Because actually received solar irradiation varies, among other things, with the time of the day (during night-time in Western Europe, the irradiation even becomes zero), it will not be possible to produce PV modules in a full-time production process only by PV electricity without an appropriate back-up system for PV electricity. In studying the effect of replacement of fossil electricity by PV electricity on the environmental burdens, we have assumed that back-up of the PV electricity occurs through the grid. Application of PV electricity on an extended scale, however, will additionally require storage-type back-up systems (Denholm and Margolis 2007). Using these back-up systems will lead to an increase of the calculated environmental impacts of both the GaInP/GaAs module and the multi-Si module, but the quantitative impact thereof could not be estimated. Furthermore, for the solar scenario, we have assumed the cell and module production techniques and the techniques for the underlying and other associated processes, such as recycling, to be the same as current techniques. In the future, however, improved silicon, crystal, wafer, cell and module production techniques and other technical developments, which will improve the environmental performance of the devices, are expected.

The highest normalised impact scores are found for marine freshwater aquatic toxicity. Marine aquatic ecotoxicity scores are largely related with emissions of metals. Although those emissions are rather uncertain as yet, the marine aquatic ecotoxicity scores have been indicated because it is felt that there may well be significant effects of changes in metal concentrations on marine aquatic ecosystems. It can be noted that there is much uncertainty concerning these effects, and to the representation thereof in current LCA methodology.

5 Conclusions

The environmental burdens of a thin-film GaInP/GaAs solar module and a multicrystalline silicon module have been assessed in case their life cycle is based on the use of electricity that is generated by the corresponding PV modules. Comparison with the environmental burdens of the solar modules in case their life cycle is based on the use of conventionally generated electricity indicates a reduction, particularly of the impacts on global warming, abiotic depletion, acidification, and photochemical oxidation. The reductions of the toxicity scores, however, are smaller or negligible. This is caused by a decreased use of fossil fuels, on the one hand, and an increased consumption of materials for the production of the additional solar modules used for generating the required PV electricity on the other.

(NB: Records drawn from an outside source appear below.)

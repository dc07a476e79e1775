use std::collections::BTreeMap;

use chrono::NaiveDate;
use csv::{ReaderBuilder, StringRecord, WriterBuilder};

use crate::dates;
use crate::error::LedgerError;
use crate::models::{CourseMeta, Ledger, RosterRow, Snapshot, SnapshotStudent};

/// Headers that are never date columns, matched case-insensitively.
const METADATA_HEADERS: [&str; 10] = [
    "student id",
    "student name",
    "course name",
    "course id",
    "semester",
    "section",
    "id",
    "name",
    "email",
    "phone",
];

/// Cell values that count as attended; any other non-empty cell means
/// an explicit absence. An empty cell means "no entry for that date".
fn is_truthy(cell: &str) -> bool {
    matches!(
        cell.trim().to_ascii_lowercase().as_str(),
        "present" | "yes" | "1" | "true"
    )
}

fn column(headers: &StringRecord, name: &str) -> Option<usize> {
    headers
        .iter()
        .position(|header| header.trim().eq_ignore_ascii_case(name))
}

/// Parse a previously exported attendance CSV back into a snapshot.
///
/// The column set varies: date columns may appear in any order, in any of
/// the formats `dates::normalize` accepts, mixed with the fixed metadata
/// columns. Columns that are neither denylisted metadata nor normalizable
/// dates are silently ignored. If two raw headers normalize to the same
/// canonical date, the later column overwrites the earlier one's cells.
pub fn parse(text: &str) -> Result<Snapshot, LedgerError> {
    let mut reader = ReaderBuilder::new().from_reader(text.trim().as_bytes());
    let headers = reader.headers()?.clone();

    // Classify columns once, by header position.
    let mut date_columns: Vec<(usize, NaiveDate)> = Vec::new();
    for (index, raw) in headers.iter().enumerate() {
        let lowered = raw.trim().to_ascii_lowercase();
        if METADATA_HEADERS.contains(&lowered.as_str()) {
            continue;
        }
        if let Some(date) = dates::normalize(raw) {
            date_columns.push((index, date));
        }
    }
    let mut dates: Vec<NaiveDate> = Vec::new();
    for &(_, date) in &date_columns {
        if !dates.contains(&date) {
            dates.push(date);
        }
    }

    let records = reader
        .records()
        .collect::<Result<Vec<StringRecord>, _>>()?;
    if records.is_empty() {
        return Err(LedgerError::Malformed(
            "no data rows after header".to_string(),
        ));
    }

    // Course metadata is read from the first data row only; every row is
    // expected to repeat it identically.
    let first = &records[0];
    let field = |name: &str| -> String {
        column(&headers, name)
            .and_then(|index| first.get(index))
            .unwrap_or("")
            .trim()
            .to_string()
    };
    let meta = CourseMeta {
        course_name: field("Course Name"),
        course_id: field("Course ID"),
        semester: field("Semester"),
        section: field("Section"),
    };
    if meta.course_name.is_empty() {
        return Err(LedgerError::MissingField("Course Name"));
    }
    if meta.course_id.is_empty() {
        return Err(LedgerError::MissingField("Course ID"));
    }
    if meta.semester.is_empty() {
        return Err(LedgerError::MissingField("Semester"));
    }
    if meta.section.is_empty() {
        return Err(LedgerError::MissingField("Section"));
    }

    let id_column = column(&headers, "Student ID");
    let name_column = column(&headers, "Student Name");
    let mut students = Vec::new();
    for record in &records {
        let cell = |index: Option<usize>| -> String {
            index
                .and_then(|i| record.get(i))
                .unwrap_or("")
                .trim()
                .to_string()
        };
        let mut attendance = BTreeMap::new();
        for &(index, date) in &date_columns {
            let Some(value) = record.get(index) else {
                continue;
            };
            if value.trim().is_empty() {
                // No entry at all, distinct from a recorded absence.
                continue;
            }
            attendance.insert(date, is_truthy(value));
        }
        students.push(SnapshotStudent {
            id: cell(id_column),
            name: cell(name_column),
            attendance,
        });
    }
    if students.is_empty() {
        return Err(LedgerError::NoStudents);
    }

    Ok(Snapshot {
        meta,
        students,
        dates,
    })
}

/// Parse a headerless two-column `id,name` roster file.
pub fn parse_roster(text: &str) -> Result<Vec<RosterRow>, LedgerError> {
    let mut reader = ReaderBuilder::new()
        .has_headers(false)
        .flexible(true)
        .from_reader(text.trim().as_bytes());
    let mut rows = Vec::new();
    for record in reader.records() {
        let record = record?;
        let id = record.get(0).unwrap_or("").trim().to_string();
        let name = record.get(1).unwrap_or("").trim().to_string();
        if id.is_empty() && name.is_empty() {
            continue;
        }
        rows.push(RosterRow { id, name });
    }
    Ok(rows)
}

/// Validate a roster before a session is created from it. Returns the
/// student count on success.
pub fn validate_roster(rows: &[RosterRow]) -> Result<usize, LedgerError> {
    if rows.is_empty() {
        return Err(LedgerError::NoStudents);
    }
    let incomplete = rows
        .iter()
        .filter(|row| row.id.is_empty() || row.name.is_empty())
        .count();
    if incomplete > 0 {
        return Err(LedgerError::Malformed(format!(
            "{incomplete} student row(s) missing ID or name"
        )));
    }
    Ok(rows.len())
}

/// Render a ledger back into the exported CSV shape: the six fixed columns
/// followed by one column per date in the sorted union of all recorded
/// dates, each cell `Present` or `Absent`.
///
/// A missing mark renders as `Absent`; the export cannot represent
/// "no data", so re-importing collapses unrecorded dates into explicit
/// absences. Known round-trip caveat.
pub fn to_csv(ledger: &Ledger) -> Result<String, LedgerError> {
    let dates = ledger.all_dates();
    let mut writer = WriterBuilder::new().from_writer(Vec::new());

    let mut header = vec![
        "Student ID".to_string(),
        "Student Name".to_string(),
        "Course Name".to_string(),
        "Course ID".to_string(),
        "Semester".to_string(),
        "Section".to_string(),
    ];
    header.extend(dates.iter().map(|date| date.to_string()));
    writer.write_record(&header)?;

    for student in &ledger.students {
        let mut row = vec![
            student.id.clone(),
            student.name.clone(),
            ledger.course_name.clone(),
            ledger.course_id.clone(),
            ledger.semester.clone(),
            ledger.section.clone(),
        ];
        for &date in &dates {
            row.push(if student.attended_on(date) { "Present" } else { "Absent" }.to_string());
        }
        writer.write_record(&row)?;
    }

    let bytes = writer
        .into_inner()
        .map_err(|error| LedgerError::Malformed(error.to_string()))?;
    Ok(String::from_utf8_lossy(&bytes).into_owned())
}

#[cfg(test)]
mod tests {
    use super::*;
    use crate::ledger;

    fn date(y: i32, m: u32, d: u32) -> NaiveDate {
        NaiveDate::from_ymd_opt(y, m, d).unwrap()
    }

    #[test]
    fn empty_cells_produce_no_entry() {
        let csv = "Student ID,Student Name,Course Name,Course ID,Semester,Section,10/1/2025,10/2/2025\n\
                   S1,Alice,CS1,CS101,Fall25,A,Present,\n";
        let snapshot = parse(csv).unwrap();
        assert_eq!(snapshot.dates, vec![date(2025, 10, 1), date(2025, 10, 2)]);
        let alice = &snapshot.students[0];
        assert_eq!(alice.id, "S1");
        assert_eq!(alice.name, "Alice");
        assert_eq!(alice.attendance.len(), 1);
        assert_eq!(alice.attendance.get(&date(2025, 10, 1)), Some(&true));
        assert_eq!(alice.attendance.get(&date(2025, 10, 2)), None);
    }

    #[test]
    fn date_headers_in_mixed_formats_are_all_detected() {
        let csv = "Student ID,Student Name,Course Name,Course ID,Semester,Section,10/27/2025,28.10.2025,October 29 2025\n\
                   S1,Alice,CS1,CS101,Fall25,A,Present,Absent,yes\n";
        let snapshot = parse(csv).unwrap();
        assert_eq!(
            snapshot.dates,
            vec![date(2025, 10, 27), date(2025, 10, 28), date(2025, 10, 29)]
        );
        let alice = &snapshot.students[0];
        assert_eq!(alice.attendance.get(&date(2025, 10, 27)), Some(&true));
        assert_eq!(alice.attendance.get(&date(2025, 10, 28)), Some(&false));
        assert_eq!(alice.attendance.get(&date(2025, 10, 29)), Some(&true));
    }

    #[test]
    fn any_unrecognized_non_empty_cell_means_absent() {
        let csv = "Student ID,Student Name,Course Name,Course ID,Semester,Section,2025-10-01\n\
                   S1,Alice,CS1,CS101,Fall25,A,maybe\n\
                   S2,Bob,CS1,CS101,Fall25,A,0\n\
                   S3,Cara,CS1,CS101,Fall25,A,TRUE\n";
        let snapshot = parse(csv).unwrap();
        let on = date(2025, 10, 1);
        assert_eq!(snapshot.students[0].attendance.get(&on), Some(&false));
        assert_eq!(snapshot.students[1].attendance.get(&on), Some(&false));
        assert_eq!(snapshot.students[2].attendance.get(&on), Some(&true));
    }

    #[test]
    fn unknown_non_date_columns_are_ignored() {
        let csv = "Student ID,Student Name,Course Name,Course ID,Semester,Section,Notes,2025-10-01\n\
                   S1,Alice,CS1,CS101,Fall25,A,left early,Present\n";
        let snapshot = parse(csv).unwrap();
        assert_eq!(snapshot.dates, vec![date(2025, 10, 1)]);
        assert_eq!(snapshot.students[0].attendance.len(), 1);
    }

    #[test]
    fn missing_metadata_is_rejected() {
        let csv = "Student ID,Student Name,Course Name,Course ID,Semester,Section\n\
                   S1,Alice,,CS101,Fall25,A\n";
        assert!(matches!(
            parse(csv),
            Err(LedgerError::MissingField("Course Name"))
        ));
    }

    #[test]
    fn header_only_input_is_malformed() {
        let csv = "Student ID,Student Name,Course Name,Course ID,Semester,Section,2025-10-01";
        assert!(matches!(parse(csv), Err(LedgerError::Malformed(_))));
    }

    #[test]
    fn broken_quoting_surfaces_the_csv_diagnostic() {
        let csv = "Student ID,Student Name,Course Name,Course ID,Semester,Section\n\
                   S1,\"Alice,CS1,CS101,Fall25,A\nS2,Bob,CS1,CS101,Fall25";
        assert!(matches!(parse(csv), Err(LedgerError::Parse(_))));
    }

    #[test]
    fn export_round_trips_through_the_parser() {
        let rows = vec![
            RosterRow {
                id: "S1".to_string(),
                name: "Alice".to_string(),
            },
            RosterRow {
                id: "S2".to_string(),
                name: "Bob".to_string(),
            },
        ];
        let meta = CourseMeta {
            course_name: "Systems".to_string(),
            course_id: "CS301".to_string(),
            semester: "Fall25".to_string(),
            section: "B".to_string(),
        };
        let mut before = ledger::from_roster(&rows, meta, Some(date(2025, 10, 1)), || {
            "session-a".to_string()
        })
        .unwrap();
        ledger::set_attendance(&mut before, "S1", date(2025, 10, 1), true).unwrap();
        ledger::set_attendance(&mut before, "S2", date(2025, 10, 1), true).unwrap();
        ledger::set_attendance(&mut before, "S1", date(2025, 10, 2), true).unwrap();
        ledger::mark_attendance(&mut before, "S2", date(2025, 10, 2)).unwrap();

        let text = to_csv(&before).unwrap();
        let snapshot = parse(&text).unwrap();
        assert_eq!(snapshot.meta.course_name, "Systems");
        assert_eq!(snapshot.dates, vec![date(2025, 10, 1), date(2025, 10, 2)]);
        for (original, reparsed) in before.students.iter().zip(&snapshot.students) {
            assert_eq!(original.id, reparsed.id);
            assert_eq!(original.name, reparsed.name);
            for (date, mark) in &original.attendance {
                assert_eq!(reparsed.attendance.get(date), Some(&mark.attended));
            }
        }
    }

    #[test]
    fn missing_marks_export_as_absent() {
        let rows = vec![
            RosterRow {
                id: "S1".to_string(),
                name: "Alice".to_string(),
            },
            RosterRow {
                id: "S2".to_string(),
                name: "Bob".to_string(),
            },
        ];
        let meta = CourseMeta {
            course_name: "Systems".to_string(),
            course_id: "CS301".to_string(),
            semester: "Fall25".to_string(),
            section: "B".to_string(),
        };
        let mut ledger = ledger::from_roster(&rows, meta, Some(date(2025, 10, 1)), || {
            "session-b".to_string()
        })
        .unwrap();
        // Only S1 has any record; S2's missing mark must still render.
        ledger::set_attendance(&mut ledger, "S1", date(2025, 10, 2), true).unwrap();

        let text = to_csv(&ledger).unwrap();
        let lines: Vec<&str> = text.lines().collect();
        assert!(lines[0].ends_with("2025-10-02"));
        assert!(lines[1].ends_with("Present"));
        assert!(lines[2].ends_with("Absent"));
    }

    #[test]
    fn roster_parsing_trims_and_skips_blank_lines() {
        let rows = parse_roster("S1, Alice \n\nS2,Bob\n").unwrap();
        assert_eq!(rows.len(), 2);
        assert_eq!(rows[0].id, "S1");
        assert_eq!(rows[0].name, "Alice");
    }

    #[test]
    fn roster_validation_flags_incomplete_rows() {
        assert!(matches!(
            validate_roster(&[]),
            Err(LedgerError::NoStudents)
        ));
        let rows = parse_roster("S1,Alice\nS2,\n").unwrap();
        assert!(matches!(
            validate_roster(&rows),
            Err(LedgerError::Malformed(_))
        ));
        let rows = parse_roster("S1,Alice\nS2,Bob\n").unwrap();
        assert_eq!(validate_roster(&rows).unwrap(), 2);
    }
}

For both PV modules, it is shown that full replacement of fossil electricity by PV electricity reduces the environmental burdens, particularly the fossil-fuel-related impacts such as impacts on global warming (see Fig. 3). Because the greenhouse gas emissions associated with the production of fossil-fuel-based electricity have a substantial share in global warming on a world-wide scale, switching to a more extensive use of solar power is helpful to comply with the present international legislation on the area of global warming reduction. As reductions in toxicity impact scores are smaller or negligible when fossil electricity is replaced by PV electricity, it is desirable to give specific attention to the processes which dominantly contribute to these impact categories. For the GaInP/GaAs module, it mainly concerns the production of chromium steel that is applied in the cell growth reactor system, and for the multi-Si module, it mainly concerns the production of aluminium that is applied in the module frame.

In this study, a shift in ranking of several environmental impacts of the modules has been found when PV electricity is used instead of fossil electricity. The results of a comparative LCA can thus be dependent of the electricity mix used in the life cycles of the assessed products.